Monday, September 12, 2011

It's the little things in life......

"Curse you tiny toilet"..............Vector from "Despicable Me."

The other day, out of the blue, I realized I had a future forecast come true.

The bad spouse and I separated when Rebecca was four years old. I found myself in that "Sunday Daddy McDonald's and a Movie" revolving door. One of the many challenging situations was taking my daughter, to the "potty."

Single mothers would take their very young boys into the ladies restrooms. Single fathers would take their young daughter into the men's rooms. I remember doing both since I was the taker and the take-e. My folks were divorced and I well remember those embarrassing trips to the ladies toilet.

The first time I had to take Rebecca into a Men's Restroom I first opened the door and yelled, "Is anybody home?" No answer was good and so in we went. My daughter looked at the urinals lined up against the wall and said, "What are those Daddy?" I thought for a second and replied, "Rebecca, you know how you sit on a toilet to pee, well, men sit on those."
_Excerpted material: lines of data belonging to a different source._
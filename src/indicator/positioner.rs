//! Placement of the loading indicator below the content.

use super::{ActivityIndicator, Spinner};
use crate::geometry::{metrics, Insets, Size};
use crate::state::ScrollInfiniteState;
use crate::surface::ScrollSurface;

/// Return the indicator, creating a hidden [`Spinner`] in the configured style
/// if none exists yet, and mount it into the surface's view tree.
pub fn ensure_indicator<'a, S: ScrollSurface>(
    state: &'a mut ScrollInfiniteState<S>,
    surface: &mut S,
) -> &'a mut dyn ActivityIndicator {
    if !surface.contains_indicator() {
        surface.insert_indicator();
    }
    let style = state.indicator_style;
    let indicator = state.indicator.get_or_insert_with(|| {
        log::debug!("Creating loading indicator with style {:?}", style);
        let spinner: Box<dyn ActivityIndicator> = Box::new(Spinner::new(style));
        spinner
    });
    &mut **indicator
}

/// Height of the row reserved for the indicator, margins included.
pub fn row_height<S: ScrollSurface>(state: &mut ScrollInfiniteState<S>, surface: &mut S) -> f32 {
    let margin = state.indicator_margin;
    let height = ensure_indicator(state, surface).size().height;
    metrics::indicator_row_height(height, margin)
}

/// Content height clamped to one viewport, computed against the model insets.
pub fn effective_content_height<S: ScrollSurface>(
    state: &ScrollInfiniteState<S>,
    surface: &S,
    inset: Insets,
    content_size: Size,
) -> f32 {
    metrics::effective_content_height(
        content_size.height,
        surface.bounds().height,
        inset.top,
        original_bottom_inset(state, inset),
    )
}

/// The host's own bottom inset, without what infinite loading reserved.
pub fn original_bottom_inset<S>(state: &ScrollInfiniteState<S>, inset: Insets) -> f32 {
    metrics::original_bottom_inset(inset.bottom, state.extra_bottom_inset, state.indicator_inset)
}

/// Center the indicator horizontally just below the effective end of content.
/// The center is only written when it actually moves.
pub fn position<S: ScrollSurface>(
    state: &mut ScrollInfiniteState<S>,
    surface: &mut S,
    inset: Insets,
    content_size: Size,
) {
    let content_height = effective_content_height(state, surface, inset, content_size);
    let row_height = row_height(state, surface);
    let center = metrics::indicator_center(content_size.width, content_height, row_height);

    let indicator = ensure_indicator(state, surface);
    if indicator.center() != center {
        log::trace!("Moving loading indicator to {:?}", center);
        indicator.set_center(center);
    }
}

#[cfg(test)]
mod tests {
    use super::*;
    use crate::geometry::Point;
    use crate::indicator::IndicatorStyle;
    use crate::surface::MemorySurface;

    #[test]
    fn test_ensure_indicator_creates_hidden_spinner_once() {
        let mut state = ScrollInfiniteState::new(IndicatorStyle::WhiteLarge, 11.0);
        let mut surface = MemorySurface::new(Size::new(320.0, 600.0), Size::new(320.0, 1000.0));

        let indicator = ensure_indicator(&mut state, &mut surface);
        assert!(indicator.is_hidden());
        assert_eq!(indicator.size(), Size::new(37.0, 37.0));
        indicator.set_center(Point::new(1.0, 2.0));

        assert!(surface.indicator_mounted);
        let again = ensure_indicator(&mut state, &mut surface);
        assert_eq!(again.center(), Point::new(1.0, 2.0));
    }

    #[test]
    fn test_position_below_tall_content() {
        let mut state = ScrollInfiniteState::new(IndicatorStyle::Gray, 10.0);
        let mut surface = MemorySurface::new(Size::new(320.0, 600.0), Size::new(320.0, 1000.0));
        let size = surface.content_size();

        position(&mut state, &mut surface, Insets::ZERO, size);

        // row = 20 + 2 * 10
        let center = state.indicator().map(|indicator| indicator.center());
        assert_eq!(center, Some(Point::new(160.0, 1020.0)));
    }

    #[test]
    fn test_position_short_content_uses_viewport_height() {
        let mut state = ScrollInfiniteState::new(IndicatorStyle::Gray, 10.0);
        let mut surface = MemorySurface::new(Size::new(320.0, 600.0), Size::new(320.0, 100.0));
        let size = surface.content_size();

        position(&mut state, &mut surface, Insets::ZERO, size);

        let center = state.indicator().map(|indicator| indicator.center());
        assert_eq!(center, Some(Point::new(160.0, 620.0)));
    }

    #[test]
    fn test_original_bottom_inset_strips_reserved_space() {
        let mut state: ScrollInfiniteState<MemorySurface> = ScrollInfiniteState::default();
        state.indicator_inset = 42.0;
        state.extra_bottom_inset = 500.0;
        assert_eq!(original_bottom_inset(&state, Insets::ZERO.bottom(550.0)), 8.0);
    }
}
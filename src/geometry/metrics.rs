//! Scalar thresholds and positions derived from content geometry.
//!
//! Everything here is a pure function of its arguments. The trigger state machine
//! and the indicator positioner call into these with the surface's *model* insets
//! (see [`InsetAnimator::content_inset`](crate::inset_animator::InsetAnimator::content_inset)).

use super::Point;

/// Content height clamped to be at least one full viewport tall.
///
/// Keeps the trigger region and the indicator at the bottom of the viewport when
/// the actual content is shorter than the visible area.
pub fn effective_content_height(
    content_height: f32,
    visible_height: f32,
    top_inset: f32,
    original_bottom_inset: f32,
) -> f32 {
    content_height.max(visible_height - top_inset - original_bottom_inset)
}

/// The caller's own bottom inset, with everything infinite loading added removed.
pub fn original_bottom_inset(
    current_bottom_inset: f32,
    extra_bottom_inset: f32,
    indicator_inset: f32,
) -> f32 {
    current_bottom_inset - extra_bottom_inset - indicator_inset
}

/// Height of the row reserved for the indicator, margins included.
pub fn indicator_row_height(indicator_height: f32, margin: f32) -> f32 {
    indicator_height + margin * 2.0
}

/// Scroll offset beyond which a load starts.
pub fn trigger_offset(
    effective_content_height: f32,
    visible_height: f32,
    original_bottom_inset: f32,
) -> f32 {
    effective_content_height - visible_height + original_bottom_inset
}

/// Center of the indicator, just below the (effective) end of content.
pub fn indicator_center(content_width: f32, effective_content_height: f32, row_height: f32) -> Point {
    Point::new(
        content_width * 0.5,
        effective_content_height + row_height * 0.5,
    )
}

/// Largest offset that keeps the viewport inside content plus bottom inset.
pub fn max_valid_offset(content_height: f32, visible_height: f32, bottom_inset: f32) -> f32 {
    content_height - visible_height + bottom_inset
}

/// Offsets bounding a half-revealed indicator row.
///
/// The first value is the pre-indicator boundary (the trigger offset), the second
/// the post-indicator boundary where the whole row is visible. An offset strictly
/// between the two gets settled onto the second.
pub fn settle_range(
    effective_content_height: f32,
    visible_height: f32,
    original_bottom_inset: f32,
    row_height: f32,
) -> (f32, f32) {
    let min = trigger_offset(
        effective_content_height,
        visible_height,
        original_bottom_inset,
    );
    (min, min + row_height)
}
I really hated having to take my little girl in to a men's toilet. I really hated having to stand outside a ladies room while she went in alone. Add one more thing to the "basketball time" list. When my kid was out of my sight like that, each second seemed to last a minute, each minute an hour.
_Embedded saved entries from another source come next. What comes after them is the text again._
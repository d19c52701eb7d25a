//! Infinite loading for scrollable surfaces.
//!
//! Attach an [`InfiniteScroll`] to any [`ScrollSurface`]: when the user drags past
//! the end of the content it shows a loading indicator below the content, reserves
//! room for it in the bottom inset and calls your load handler. Once the new page
//! is in place, [`InfiniteScroll::finish_infinite_load`] releases the room again.

pub mod animation;
pub mod attachment;
pub mod config;
pub mod driver;
pub mod geometry;
pub mod indicator;
pub mod inset_animator;
pub mod jobs;
pub mod machine;
pub mod state;
pub mod surface;

pub use attachment::InfiniteScroll;
pub use config::InfiniteScrollConfig;
pub use surface::{ScrollSurface, SurfaceEvent};

pub mod prelude {
    pub use crate::animation::{AnimationOptions, TimingFunction, Transition};
    pub use crate::driver::insert_frame_timer;
    pub use crate::geometry::{Insets, Point, Rect, Size};
    pub use crate::indicator::{ActivityIndicator, Color, IndicatorStyle, Spinner};
    pub use crate::state::ScrollInfiniteState;
    pub use crate::surface::MemorySurface;
    pub use crate::{InfiniteScroll, InfiniteScrollConfig, ScrollSurface, SurfaceEvent};
}
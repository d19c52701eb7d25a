//! The loading indicator shown below the content while a load is in flight.

pub mod positioner;
mod spinner;
mod style;

use std::time::Instant;

pub use spinner::Spinner;
pub use style::{Color, IndicatorStyle};

use crate::geometry::{Point, Rect, Size};

/// A view that signals ongoing work.
///
/// The built-in [`Spinner`] implements this; hosts can install their own through
/// [`InfiniteScroll::set_custom_indicator`](crate::InfiniteScroll::set_custom_indicator).
pub trait ActivityIndicator {
    /// Frame size; its height determines the reserved row height
    fn size(&self) -> Size;

    fn center(&self) -> Point;

    fn set_center(&mut self, center: Point);

    fn is_hidden(&self) -> bool;

    fn set_hidden(&mut self, hidden: bool);

    fn start_animating(&mut self);

    fn stop_animating(&mut self);

    fn is_animating(&self) -> bool;

    /// Apply a cosmetic style. Custom indicators may ignore it.
    fn set_style(&mut self, _style: IndicatorStyle) {}

    /// Advance any running animation to `now`
    fn advance(&mut self, _now: Instant) {}

    /// Frame in content coordinates
    fn frame(&self) -> Rect {
        Rect::centered(self.center(), self.size())
    }
}
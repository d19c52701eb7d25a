use crate::geometry::Size;

#[derive(Debug, Clone, Copy, PartialEq)]
pub struct Color {
    pub r: f32,
    pub g: f32,
    pub b: f32,
    pub a: f32,
}

impl Color {
    pub const fn rgb(r: f32, g: f32, b: f32) -> Self {
        Self { r, g, b, a: 1.0 }
    }

    pub const fn rgba(r: f32, g: f32, b: f32, a: f32) -> Self {
        Self { r, g, b, a }
    }

    /// Same color with its alpha multiplied by `factor`
    pub fn faded(self, factor: f32) -> Self {
        Self {
            a: self.a * factor,
            ..self
        }
    }

    pub const WHITE: Color = Color::rgb(1.0, 1.0, 1.0);
    pub const GRAY: Color = Color::rgb(0.5, 0.5, 0.5);
}

/// Cosmetic variant of the built-in spinner.
#[derive(Debug, Clone, Copy, PartialEq, Eq, Default)]
pub enum IndicatorStyle {
    /// Small gray spinner, for light backgrounds
    #[default]
    Gray,
    /// Small white spinner, for dark backgrounds
    White,
    /// Large white spinner
    WhiteLarge,
}

impl IndicatorStyle {
    /// Frame size of a spinner drawn in this style
    pub fn size(self) -> Size {
        match self {
            IndicatorStyle::Gray | IndicatorStyle::White => Size::new(20.0, 20.0),
            IndicatorStyle::WhiteLarge => Size::new(37.0, 37.0),
        }
    }

    pub fn color(self) -> Color {
        match self {
            IndicatorStyle::Gray => Color::GRAY,
            IndicatorStyle::White | IndicatorStyle::WhiteLarge => Color::WHITE,
        }
    }
}
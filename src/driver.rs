//! Drive an [`InfiniteScroll`] from a `calloop` event loop.
//!
//! The frame timer calls [`InfiniteScroll::advance`] on every tick, which runs
//! the deferred load handler and pushes inset transitions forward on the loop's
//! own thread.

use std::time::{Duration, Instant};

use calloop::timer::{TimeoutAction, Timer};
use calloop::{InsertError, LoopHandle, RegistrationToken};

use crate::attachment::InfiniteScroll;
use crate::surface::ScrollSurface;

/// Register a repeating timer that advances the attachment returned by
/// `accessor` every `interval`.
///
/// Remove it again with `LoopHandle::remove` and the returned token.
pub fn insert_frame_timer<'l, D, S, F>(
    handle: &LoopHandle<'l, D>,
    interval: Duration,
    mut accessor: F,
) -> Result<RegistrationToken, InsertError<Timer>>
where
    S: ScrollSurface + 'l,
    F: FnMut(&mut D) -> &mut InfiniteScroll<S> + 'l,
{
    handle.insert_source(Timer::from_duration(interval), move |_deadline, _, data| {
        accessor(data).advance(Instant::now());
        TimeoutAction::ToDuration(interval)
    })
}
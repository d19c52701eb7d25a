//! Animated content-inset transitions with completion reporting.
//!
//! A transition carries a caller-chosen tag. When it ends the tag comes back
//! from [`InsetAnimator::advance`] together with a `finished` flag, which is
//! `false` if a later transition interrupted it. Immediate changes hand the tag
//! back synchronously from [`InsetAnimator::apply_bottom_inset`].

use std::time::Instant;

use crate::animation::{AdvanceResult, AnimationOptions, AnimationState, Transition};
use crate::geometry::Insets;
use crate::surface::ScrollSurface;

struct ActiveTransition<T> {
    animation: AnimationState<Insets>,
    tag: T,
}

pub struct InsetAnimator<T> {
    transition: Transition,
    options: AnimationOptions,
    active: Option<ActiveTransition<T>>,
    /// Tags of interrupted transitions, reported on the next advance
    interrupted: Vec<T>,
}

impl<T> InsetAnimator<T> {
    pub fn new(transition: Transition, options: AnimationOptions) -> Self {
        Self {
            transition,
            options,
            active: None,
            interrupted: Vec::new(),
        }
    }

    /// Move the surface's insets to `target`.
    ///
    /// Returns the tag right away when `animated` is false; otherwise the tag is
    /// returned from a later [`advance`](Self::advance).
    pub fn apply_bottom_inset<S: ScrollSurface>(
        &mut self,
        surface: &mut S,
        target: Insets,
        animated: bool,
        tag: T,
        now: Instant,
    ) -> Option<T> {
        let from = match &self.active {
            Some(active) if !self.options.contains(AnimationOptions::BEGIN_FROM_CURRENT_STATE) => {
                *active.animation.target()
            }
            _ => surface.content_inset(),
        };

        if let Some(previous) = self.active.take() {
            log::trace!("Inset transition interrupted");
            self.interrupted.push(previous.tag);
        }

        if !animated {
            surface.set_content_inset(target);
            return Some(tag);
        }

        surface.set_content_inset(from);
        let mut animation = AnimationState::new(from, self.transition.clone(), now);
        animation.animate_to(target, now);
        self.active = Some(ActiveTransition { animation, tag });
        None
    }

    /// Push the in-flight transition forward and collect ended transitions as
    /// `(tag, finished)`, interrupted ones first.
    pub fn advance<S: ScrollSurface>(&mut self, surface: &mut S, now: Instant) -> Vec<(T, bool)> {
        let mut ended: Vec<(T, bool)> = self
            .interrupted
            .drain(..)
            .map(|tag| (tag, false))
            .collect();

        if let Some(active) = self.active.as_mut() {
            if let AdvanceResult::Changed(inset) = active.animation.advance(now) {
                surface.set_content_inset(inset);
            }
            if !active.animation.is_animating() {
                if let Some(done) = self.active.take() {
                    surface.set_content_inset(*done.animation.target());
                    ended.push((done.tag, true));
                }
            }
        }

        ended
    }

    /// Insets the surface will settle on: the in-flight target, or the surface's
    /// own insets when nothing is animating.
    pub fn content_inset<S: ScrollSurface>(&self, surface: &S) -> Insets {
        match &self.active {
            Some(active) => *active.animation.target(),
            None => surface.content_inset(),
        }
    }

    pub fn is_animating(&self) -> bool {
        self.active.is_some()
    }

    /// True while a transition runs that does not allow user interaction
    pub fn blocks_interaction(&self) -> bool {
        self.is_animating() && !self.options.contains(AnimationOptions::ALLOW_USER_INTERACTION)
    }

    /// Whether `advance` has anything to do
    pub fn has_pending_work(&self) -> bool {
        self.active.is_some() || !self.interrupted.is_empty()
    }

    /// Jump the in-flight transition to its target and hand back every pending
    /// tag, interrupted ones first. Nothing is reported from `advance` afterwards.
    pub fn settle<S: ScrollSurface>(&mut self, surface: &mut S) -> Vec<T> {
        let mut pending: Vec<T> = self.interrupted.drain(..).collect();
        if let Some(active) = self.active.take() {
            surface.set_content_inset(*active.animation.target());
            pending.push(active.tag);
        }
        pending
    }
}
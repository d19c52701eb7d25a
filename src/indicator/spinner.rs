use std::time::{Duration, Instant};

use super::{ActivityIndicator, Color, IndicatorStyle};
use crate::geometry::{Point, Size};

/// Number of spokes drawn around the spinner
pub const SPOKES: usize = 12;

/// One full revolution per second, one spoke step per frame.
const FRAME_DURATION: Duration = Duration::from_micros(1_000_000 / SPOKES as u64);

/// Default [`ActivityIndicator`]: a ring of spokes where the brightest spoke
/// rotates while animating.
#[derive(Debug, Clone)]
pub struct Spinner {
    style: IndicatorStyle,
    center: Point,
    hidden: bool,
    animating: bool,
    /// Index of the brightest spoke
    frame: usize,
    last_step: Option<Instant>,
}

impl Spinner {
    pub fn new(style: IndicatorStyle) -> Self {
        Self {
            style,
            center: Point::zero(),
            hidden: true,
            animating: false,
            frame: 0,
            last_step: None,
        }
    }

    pub fn style(&self) -> IndicatorStyle {
        self.style
    }

    /// Index of the brightest spoke
    pub fn frame(&self) -> usize {
        self.frame
    }

    /// Color of every spoke for the current frame, indexed by spoke. Spokes that
    /// the highlight just passed keep most of their opacity.
    pub fn spoke_colors(&self) -> [Color; SPOKES] {
        let base = self.style.color();
        std::array::from_fn(|spoke| {
            let distance = (self.frame + SPOKES - spoke) % SPOKES;
            base.faded(1.0 - distance as f32 / SPOKES as f32)
        })
    }
}

impl Default for Spinner {
    fn default() -> Self {
        Self::new(IndicatorStyle::default())
    }
}

impl ActivityIndicator for Spinner {
    fn size(&self) -> Size {
        self.style.size()
    }

    fn center(&self) -> Point {
        self.center
    }

    fn set_center(&mut self, center: Point) {
        self.center = center;
    }

    fn is_hidden(&self) -> bool {
        self.hidden
    }

    fn set_hidden(&mut self, hidden: bool) {
        self.hidden = hidden;
    }

    fn start_animating(&mut self) {
        self.animating = true;
    }

    fn stop_animating(&mut self) {
        self.animating = false;
        self.last_step = None;
    }

    fn is_animating(&self) -> bool {
        self.animating
    }

    fn set_style(&mut self, style: IndicatorStyle) {
        self.style = style;
    }

    fn advance(&mut self, now: Instant) {
        if !self.animating {
            return;
        }
        let Some(last) = self.last_step else {
            self.last_step = Some(now);
            return;
        };
        let elapsed = now.saturating_duration_since(last);
        let steps = (elapsed.as_micros() / FRAME_DURATION.as_micros()) as usize;
        if steps > 0 {
            self.frame = (self.frame + steps) % SPOKES;
            self.last_step = Some(last + FRAME_DURATION * steps as u32);
        }
    }
}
I had one instance at a movie theater when a little boy asked me if I could help him button up. He was wearing a pair of button fly jeans (rather a stupid thing to put on a five year old) and was having trouble. I was on my knees in front of this little kid with my fingers on the buttons of his pants and thought, this is not a great picture, hurry, hurry, hurry.
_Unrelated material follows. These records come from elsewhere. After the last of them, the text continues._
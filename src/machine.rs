//! The trigger/animation state machine behind infinite loading.
//!
//! Two states: idle and loading. Scroll events past the trigger offset while the
//! user drags move the machine to loading, reserve an inset row for the
//! indicator and schedule the load handler. [`TriggerMachine::finish`] releases
//! the row again; the machine only becomes idle once that transition completes.

use std::time::{Duration, Instant};

use crate::config::InfiniteScrollConfig;
use crate::geometry::{metrics, Point, Size};
use crate::indicator::{positioner, ActivityIndicator, IndicatorStyle};
use crate::inset_animator::InsetAnimator;
use crate::jobs::{JobQueue, JobType};
use crate::state::{FinishCompletion, LoadHandler, ScrollInfiniteState};
use crate::surface::ScrollSurface;

/// Inset transitions the machine starts, with what to do when they end
enum InsetTransition<S> {
    /// Indicator row being reserved
    Reveal,
    /// Indicator row being released
    Conceal(Option<FinishCompletion<S>>),
}

pub struct TriggerMachine<S> {
    state: ScrollInfiniteState<S>,
    animator: InsetAnimator<InsetTransition<S>>,
    jobs: JobQueue,
    trigger_delay: Duration,
}
//! Easing curves for inset and offset transitions.
//!
//! A [`TimingFunction`] maps normalized elapsed time (`0.0..=1.0`) onto an
//! interpolation factor. The inset animator defaults to
//! [`TimingFunction::EaseInOut`], which matches the slow-fast-slow feel of a
//! platform scroll view adjusting its padding.
//!
//! ```ignore
//! let config = InfiniteScrollConfig::default()
//!     .transition(Transition::new(250.0, TimingFunction::EaseOut));
//! ```

use std::sync::Arc;

/// Timing function that controls the animation curve
#[derive(Clone)]
pub enum TimingFunction {
    /// Constant speed
    Linear,
    /// Starts slow, ends fast
    EaseIn,
    /// Starts fast, ends slow
    EaseOut,
    /// Starts slow, speeds up, then slows down
    EaseInOut,
    /// Hermite smoothstep, a gentler ease-in-out
    Smoothstep,
    /// CSS cubic-bezier curve (x1, y1, x2, y2)
    CubicBezier(f32, f32, f32, f32),
    /// User-supplied curve
    Custom(Arc<dyn Fn(f32) -> f32 + Send + Sync>),
}

impl TimingFunction {
    /// Evaluate the curve at `t`. Input outside `0.0..=1.0` is clamped first.
    pub fn evaluate(&self, t: f32) -> f32 {
        let t = t.clamp(0.0, 1.0);
        match self {
            TimingFunction::Linear => t,
            TimingFunction::EaseIn => t * t,
            TimingFunction::EaseOut => t * (2.0 - t),
            TimingFunction::EaseInOut => {
                if t < 0.5 {
                    2.0 * t * t
                } else {
                    -1.0 + (4.0 - 2.0 * t) * t
                }
            }
            TimingFunction::Smoothstep => t * t * (3.0 - 2.0 * t),
            TimingFunction::CubicBezier(x1, y1, x2, y2) => {
                Bezier::new(*x1, *y1, *x2, *y2).solve(t)
            }
            TimingFunction::Custom(f) => f(t),
        }
    }

    /// Create a custom timing function from a closure
    pub fn custom<F>(f: F) -> Self
    where
        F: Fn(f32) -> f32 + Send + Sync + 'static,
    {
        TimingFunction::Custom(Arc::new(f))
    }
}

impl std::fmt::Debug for TimingFunction {
    fn fmt(&self, f: &mut std::fmt::Formatter<'_>) -> std::fmt::Result {
        match self {
            TimingFunction::Linear => write!(f, "Linear"),
            TimingFunction::EaseIn => write!(f, "EaseIn"),
            TimingFunction::EaseOut => write!(f, "EaseOut"),
            TimingFunction::EaseInOut => write!(f, "EaseInOut"),
            TimingFunction::Smoothstep => write!(f, "Smoothstep"),
            TimingFunction::CubicBezier(x1, y1, x2, y2) => {
                write!(f, "CubicBezier({}, {}, {}, {})", x1, y1, x2, y2)
            }
            TimingFunction::Custom(_) => write!(f, "Custom"),
        }
    }
}

/// Control points of a unit cubic bezier; x1 and x2 are expected in [0, 1].
struct Bezier {
    x1: f32,
    y1: f32,
    x2: f32,
    y2: f32,
}

impl Bezier {
    fn new(x1: f32, y1: f32, x2: f32, y2: f32) -> Self {
        Self { x1, y1, x2, y2 }
    }

    /// Find the curve parameter whose x equals `x` (Newton-Raphson), return its y.
    fn solve(&self, x: f32) -> f32 {
        let mut s = x;
        for _ in 0..8 {
            let slope = self.dx(s);
            if slope.abs() < 1e-6 {
                break;
            }
            s -= (Self::component(s, self.x1, self.x2) - x) / slope;
        }
        Self::component(s, self.y1, self.y2)
    }

    fn component(s: f32, p1: f32, p2: f32) -> f32 {
        let inv = 1.0 - s;
        3.0 * inv * inv * s * p1 + 3.0 * inv * s * s * p2 + s * s * s
    }

    fn dx(&self, s: f32) -> f32 {
        let inv = 1.0 - s;
        3.0 * inv * inv * self.x1 + 6.0 * inv * s * (self.x2 - self.x1) + 3.0 * s * s * (1.0 - self.x2)
    }
}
More than a few times I had awkward situations and wondered why public places didn't have Family Restrooms. Thinking of and following through with something the public needs or wants can lead to success. A product, a special food, a clothing design, a book come to mind. Toilets? Not so much. That's what I thought of, Family Toilets....my future forecast.

Today the blog post is going to revolve around the bathroom. I realize this isn't of great interest to lots of people so I'm giving you all a warning, a spoiler of sorts.

There is such a thing as "Toilet Etiquette and Protocol."

In light of the recent e-mail going around, cell phone use in bathroom stalls should be banned. Really, who wants to talk to you while you're sitting on the pot? Now, on to urinals.

There are three distinctly different urinal designs and they all have particular procedures.

For the "free standing" urinals, the type I told Rebecca men sit in. Men know not to use the urinal next to one in use. If I walk into a two set and one is in use, I head to a stall. If it is absolutely necessary to stand next to someone then "eyes front" is the rule. It's very impolite to glance down and peek.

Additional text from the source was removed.